Energy minimizing harmonic 2-spheres in metric spaces
Damaris Meier, Noa Vikman, Stefan Wenger
TL;DR
The paper develops a conceptually simple metric framework for the existence of harmonic 2-spheres in compact metric spaces that satisfy a local quadratic isoperimetric inequality. It proves that any continuous map from a closed surface into such a space admits an iterated decomposition into finitely many pieces, each carrying an energy minimizer, with the total energy decomposing as $e(\varphi_0)+\cdots+e(\varphi_k)=e(\varphi)$. This generalizes and strengthens the classical Sacks–Uhlenbeck results to metric-space targets, yielding Hölder regularity and infinitesimal quasiconformality for minimizers and establishing an energy identity.
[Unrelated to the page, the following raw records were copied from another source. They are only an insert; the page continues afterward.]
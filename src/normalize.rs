//! Raw allocation → simplex weights.

use crate::error::{Error, Result};
use crate::types::Weights;

/// Divide a non-negative raw allocation through by its sum.
///
/// Fails with [`Error::InvalidAllocation`] when the allocation is empty,
/// contains a negative or non-finite entry, or sums to zero or overflows. Nothing is
/// clamped: normalization either succeeds exactly or fails.
pub fn normalize(raw: &[f64]) -> Result<Weights> {
    if raw.is_empty() {
        return Err(Error::InvalidAllocation("allocation is empty".into()));
    }
    if let Some(i) = raw.iter().position(|x| !x.is_finite() || *x < 0.0) {
        return Err(Error::InvalidAllocation(format!(
            "entry {i} is negative or non-finite: {}",
            raw[i]
        )));
    }

    let sum: f64 = raw.iter().sum();
    if !sum.is_finite() {
        return Err(Error::InvalidAllocation(format!(
            "allocation sum overflows: {sum}"
        )));
    }
    if sum <= 0.0 {
        return Err(Error::InvalidAllocation(
            "all-zero allocation has no meaningful portfolio".into(),
        ));
    }

    Ok(Weights::from_normalized(
        raw.iter().map(|x| x / sum).collect(),
    ))
}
The approach provides a unified, PDE-free pathway to existence and regularity statements across broad classes of spaces, including compact Lipschitz manifolds, locally CAT spaces, and certain sub-Riemannian settings, with potential implications for understanding higher homotopy in non-smooth contexts.
Abstract
In their seminal 1981 article, Sacks-Uhlenbeck famously proved the existence of non-trivial harmonic 2-spheres in every closed Riemannian manifold with non-zero second homotopy group. Their arguments heavily rely on PDE techniques. The purpose of the present paper is to develop a conceptually simple metric approach to the existence of harmonic spheres. This allows us to generalize the Sacks-Uhlenbeck result to a large class of compact metric spaces.